名曲は本当に多くの人の心を動かしますが、その源は、その曲を生んだ作者の心の動きそのものだからです。

ですから、もし「名曲を生み出したい……」と思う人がいたら、自分の心が強く動くメロディーとメロディーを支える和音(コード進行)を形にすれば良いわけです。

けれど、残念ながらそう容易に名曲を生めるわけではありません。既にある曲のマネでは人の心を動かすことはできませんし、自分の心が動くメロディーというのは、そう簡単には降ってきません。

 

そんな名曲の持つ不思議な力について、私が若いアーティストの卵たちに伝える際、よく例に出すのはMr.Childrenの「innocent world」です。

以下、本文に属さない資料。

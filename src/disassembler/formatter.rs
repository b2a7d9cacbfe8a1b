//! Formatting functions for disassembled instructions

use crate::decode::OpcodeFields;
use crate::disassembler::{DisassemblyOptions, Instruction};
use crate::opcodes::{ImmediateSize, Op, Operation};

/// Format a single instruction as assembly text
///
/// The descriptor's syntax template is filled in from the operand bytes:
/// `d8`/`a8` become `$NN`, `d16`/`a16` become `$NNNN`, and `r8` becomes the
/// absolute target for `JR` or a signed decimal offset for the SP forms.
pub fn format_instruction(instr: &Instruction) -> String {
    let Some(descriptor) = instr.descriptor else {
        return format!(".byte ${:02X}", instr.opcode);
    };

    let mut text = descriptor.syntax.to_string();
    let mut operands = instr.operand_bytes.iter().copied();

    if descriptor.has_displacement {
        let Some(raw) = operands.next() else {
            return text;
        };
        let offset = raw as i8;

        text = if descriptor.operation == Operation::Implemented(Op::Jr) {
            let target = instr
                .address
                .wrapping_add(instr.size_bytes as u16)
                .wrapping_add(offset as i16 as u16);
            text.replace("r8", &format!("${:04X}", target))
        } else if text.contains("+r8") {
            text.replace("+r8", &format!("{:+}", offset))
        } else {
            text.replace("r8", &format!("{:+}", offset))
        };
    }

    match descriptor.immediate {
        ImmediateSize::None => {}
        ImmediateSize::Byte => {
            if let Some(value) = operands.next() {
                let rendered = format!("${:02X}", value);
                text = text.replace("d8", &rendered).replace("a8", &rendered);
            }
        }
        ImmediateSize::Word => {
            if let (Some(low), Some(high)) = (operands.next(), operands.next()) {
                let rendered = format!("${:04X}", u16::from_le_bytes([low, high]));
                text = text.replace("d16", &rendered).replace("a16", &rendered);
            }
        }
    }

    text
}

/// Render an opcode's `x_y_z` split as `xx_yyy_zzz`, with a `CB ` marker for
/// the prefixed table.
///
/// ```
/// use lr35902::disassembler::format_fields;
///
/// assert_eq!(format_fields(0x21, false), "00_100_001");
/// assert_eq!(format_fields(0x7C, true), "CB 01_111_100");
/// ```
pub fn format_fields(opcode: u8, prefixed: bool) -> String {
    let fields = OpcodeFields::decode(opcode);
    let split = format!("{:02b}_{:03b}_{:03b}", fields.x, fields.y, fields.z);
    if prefixed {
        format!("CB {}", split)
    } else {
        split
    }
}

/// Format a run of instructions one per line as `ADDR: [BYTES] TEXT`.
pub fn format_listing(instructions: &[Instruction], options: DisassemblyOptions) -> String {
    let mut out = String::new();

    for instr in instructions {
        out.push_str(&format!("{:04X}: ", instr.address));

        if options.hex_dump {
            let mut bytes = Vec::with_capacity(3);
            if instr.prefix != 0 {
                bytes.push(instr.prefix);
            }
            bytes.push(instr.opcode);
            bytes.extend_from_slice(&instr.operand_bytes);

            let hex: Vec<String> = bytes.iter().map(|b| format!("{:02X}", b)).collect();
            out.push_str(&format!("{:<9} ", hex.join(" ")));
        }

        out.push_str(&format_instruction(instr));
        out.push('\n');
    }

    out
}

それは「innocent world」がポップスとして、あらゆる名曲の要素を満たしているからです。

 

それでは音楽的なその魅力を見てみましょう。
(この曲はキーが E ですが、和音の魅力を説明しやすくするために、キーを3度下の C にトランスポーズして説明していきます。ちなみに、桜井和寿は高い音域まで声が出るため E のキーで歌っていますが、一般的な男性の場合、少し下げたこの Cのキーの方が歌いやすくなります)

この曲は、大まかに Aメロ、Bメロ、サビ の3つの要素で構成されています。
(1番の歌詞でいうと、<黄昏の街……から 君はいないよ>までがAメロ、<窓に反射する……から mr.myself>までがBメロ、<いつの日も……から イノセントワールド>までがサビ です)

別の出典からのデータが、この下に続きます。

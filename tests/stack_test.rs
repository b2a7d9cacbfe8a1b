//! Tests for PUSH/POP and the stack primitives.

use lr35902::{Flags, FlatMemory, CPU};

fn setup_cpu(program: &[u8]) -> CPU<FlatMemory> {
    let mut cpu = CPU::new(FlatMemory::new());
    cpu.load_program(program.to_vec());
    cpu
}

#[test]
fn test_push_word_byte_order() {
    let mut cpu = setup_cpu(&[]);
    cpu.set_sp(0xFFFE);

    cpu.push_word(0xBEEF);

    assert_eq!(cpu.read_memory(0xFFFD), 0xBE);
    assert_eq!(cpu.read_memory(0xFFFC), 0xEF);
    assert_eq!(cpu.sp(), 0xFFFC);

    assert_eq!(cpu.pop_word(), 0xBEEF);
    assert_eq!(cpu.sp(), 0xFFFE);
}

#[test]
fn test_stack_wraps_around_address_space() {
    let mut cpu = setup_cpu(&[]);
    cpu.set_sp(0x0001);

    cpu.push_word(0x1234);

    assert_eq!(cpu.read_memory(0x0000), 0x12);
    assert_eq!(cpu.read_memory(0xFFFF), 0x34);
    assert_eq!(cpu.sp(), 0xFFFF);
    assert_eq!(cpu.pop_word(), 0x1234);
    assert_eq!(cpu.sp(), 0x0001);
}

#[test]
fn test_push_pop_bc_to_de() {
    // PUSH BC ; POP DE
    let mut cpu = setup_cpu(&[0xC5, 0xD1]);
    cpu.registers_mut().set_bc(0xCAFE);

    cpu.run_instruction().unwrap();
    assert_eq!(cpu.sp(), 0xFFFC);
    assert_eq!(cpu.read_memory(0xFFFD), 0xCA);

    cpu.run_instruction().unwrap();
    assert_eq!(cpu.registers().de(), 0xCAFE);
    assert_eq!(cpu.sp(), 0xFFFE);
}

#[test]
fn test_push_af() {
    let mut cpu = setup_cpu(&[0xF5]);
    cpu.registers_mut().a = 0x12;
    cpu.registers_mut().f = Flags::ZERO | Flags::CARRY;

    cpu.run_instruction().unwrap();

    assert_eq!(cpu.read_memory(0xFFFD), 0x12);
    assert_eq!(cpu.read_memory(0xFFFC), 0x90);
}

#[test]
fn test_pop_af_masks_low_nibble() {
    // POP AF
    let mut cpu = setup_cpu(&[0xF1]);
    cpu.push_word(0x34FF);

    cpu.run_instruction().unwrap();

    assert_eq!(cpu.registers().a, 0x34);
    assert_eq!(cpu.registers().f.bits(), 0xF0);
    assert_eq!(cpu.registers().af(), 0x34F0);
}

#[test]
fn test_push_pop_hl() {
    // PUSH HL ; LD HL,$0000 ; POP HL
    let mut cpu = setup_cpu(&[0xE5, 0x21, 0x00, 0x00, 0xE1]);
    cpu.registers_mut().set_hl(0x8001);

    cpu.run_instructions(3).unwrap();

    assert_eq!(cpu.registers().hl(), 0x8001);
    assert_eq!(cpu.sp(), 0xFFFE);
    assert_eq!(cpu.pc(), 5);
}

いいAメロは、すぐに曲の世界へ心を導いてくれるものですが、まさにこのAメロがそうです。優しく繊細にスタートするメロディーが微かに切なく心に響き、作品の世界に連れて行ってくれます。
コードも、C- Am という、とても素直に心が動かされるコード進行で始まっています。

続くBメロは、そのAメロから少し発展しつつ別の世界を見せてくれます。Aメロでは1小節ごとにコードが変わっていましたが、Bメロに入った途端、基本的にコードが2小節続くパターンへ変化します。このような違いも、Aメロから発展していく微妙な心の変化を伝えてくれます。

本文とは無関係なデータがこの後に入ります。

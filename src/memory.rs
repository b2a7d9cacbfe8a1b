//! # Memory Bus
//!
//! The `MemoryBus` trait decouples the CPU from whatever backs the 64K data
//! address space. Stack pushes, `(HL)` operands and the `LDH`/`LD (nn)` family all
//! go through it; instruction fetch does not (see [`crate::ProgramImage`]).
//!
//! The region from `0xFF00` up is where the real machine maps its I/O registers.
//! [`FlatMemory`] treats it as plain RAM.

/// Base of the high page addressed by `LDH` and `LD (C),A`.
pub const HIGH_PAGE: u16 = 0xFF00;

/// Memory bus trait for CPU data reads and writes.
///
/// # Design
///
/// - `read(&self)`: reads have no side effects on plain memory
/// - `write(&mut self)`: mutation is explicit
/// - No error type: every 16-bit address is valid
///
/// # Examples
///
/// ```
/// use lr35902::{MemoryBus, FlatMemory};
///
/// let mut mem = FlatMemory::new();
/// mem.write(0xC000, 0x42);
/// assert_eq!(mem.read(0xC000), 0x42);
/// ```
///
/// ## Implementing Custom Memory
///
/// ```
/// use lr35902::MemoryBus;
///
/// /// Logs every write to the high page.
/// struct SpyMemory {
///     ram: Vec<u8>,
///     io_writes: Vec<(u16, u8)>,
/// }
///
/// impl MemoryBus for SpyMemory {
///     fn read(&self, addr: u16) -> u8 {
///         self.ram[addr as usize]
///     }
///
///     fn write(&mut self, addr: u16, value: u8) {
///         if addr >= 0xFF00 {
///             self.io_writes.push((addr, value));
///         }
///         self.ram[addr as usize] = value;
///     }
/// }
/// ```
pub trait MemoryBus {
    /// Reads a byte from the specified 16-bit address. Must never panic.
    fn read(&self, addr: u16) -> u8;

    /// Writes a byte to the specified 16-bit address. Must never panic.
    fn write(&mut self, addr: u16, value: u8);
}

/// 64KB of zero-initialized RAM covering the whole address space.
///
/// # Examples
///
/// ```
/// use lr35902::{CPU, FlatMemory, MemoryBus};
///
/// let mut memory = FlatMemory::new();
/// memory.write(0xFFFE, 0x99);
///
/// let cpu = CPU::new(memory);
/// assert_eq!(cpu.read_memory(0xFFFE), 0x99);
/// ```
pub struct FlatMemory {
    data: Box<[u8; 65536]>,
}

impl FlatMemory {
    /// Creates a new FlatMemory with all bytes set to zero.
    pub fn new() -> Self {
        Self {
            data: Box::new([0; 65536]),
        }
    }

    /// Copies `bytes` into memory starting at `start`, wrapping at 0xFFFF.
    pub fn load(&mut self, start: u16, bytes: &[u8]) {
        for (i, &byte) in bytes.iter().enumerate() {
            self.write(start.wrapping_add(i as u16), byte);
        }
    }

    /// The whole address space as one slice, indexed by address.
    pub fn as_slice(&self) -> &[u8] {
        &self.data[..]
    }
}

impl Default for FlatMemory {
    fn default() -> Self {
        Self::new()
    }
}

impl MemoryBus for FlatMemory {
    fn read(&self, addr: u16) -> u8 {
        self.data[addr as usize]
    }

    fn write(&mut self, addr: u16, value: u8) {
        self.data[addr as usize] = value;
    }
}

また、ここまでメロディーはAメロの最初、下の「ド」から始まり、その上の「ソ」位までを行ったり来たりしており、まだメロディー自体の高まりはさほどありません。

そして、<Ah 僕は僕のままで……>というBメロの後半(場合によっては、ここがBメロからさらに発展したCメロという見方もできます)では、メロディーが<僕のままで>と<夢を抱えて>と、相似形で少しずつ上に上がって行くのに合わせてコードもDm → Em と上がって行き、さらに F のコードに上がった途端、<「歩き」「続け」「ていくよ」>とまた相似形のメロディーが続きますが、メロディーの一番上(歩きの「き」、続けの「け」、いくよの「よ」)は、それまで登場しなかった上の「ド」まで上がり、一気にメロディー自体が心の高まりを表します。
そして一方、そのそれぞれメロディーの先頭、<「あ」「つ」「て」>の部分が、「ラ」「ソ」「ファ♯」と下がってきます。コードとベース音の組み合わせも、F C/E D7 と 下がってきます。
そしてそのあと、<いいだろう?>のメロディーで、Gsus4 G という、華やかで 音の中心へ心を動かすドミナントコードに落ち着いた瞬間、次に<Mr.Myself>のメロディーで、Esus4 E の繰返しという、「本来次に導かれる和声がマイナーのトニックであるAmへ向かうため、聴く人の気持を切なく悲しみを帯びた感じに導く」コードが支え、サビに向かって気持を大きく動かします。

 

いよいよサビに入ります。
<いつの日も この胸に>の部分は、少し展開した気持にさせる和音、サブドミナントコードの F に支えられる、「ドシドラシドレー ドシドー」というメロディーです。
聴く人の心を、まるで力強く未来へ導くような、素晴らしいメロディー、しかも過去にはなかった、完全なオリジナルメロディーです。
メロディーの音の高さは、サビの高まりを表すように、Bメロまでで一番高かった高い「ド」を中心に、その上の「レ」を含む高い音程で構成されています。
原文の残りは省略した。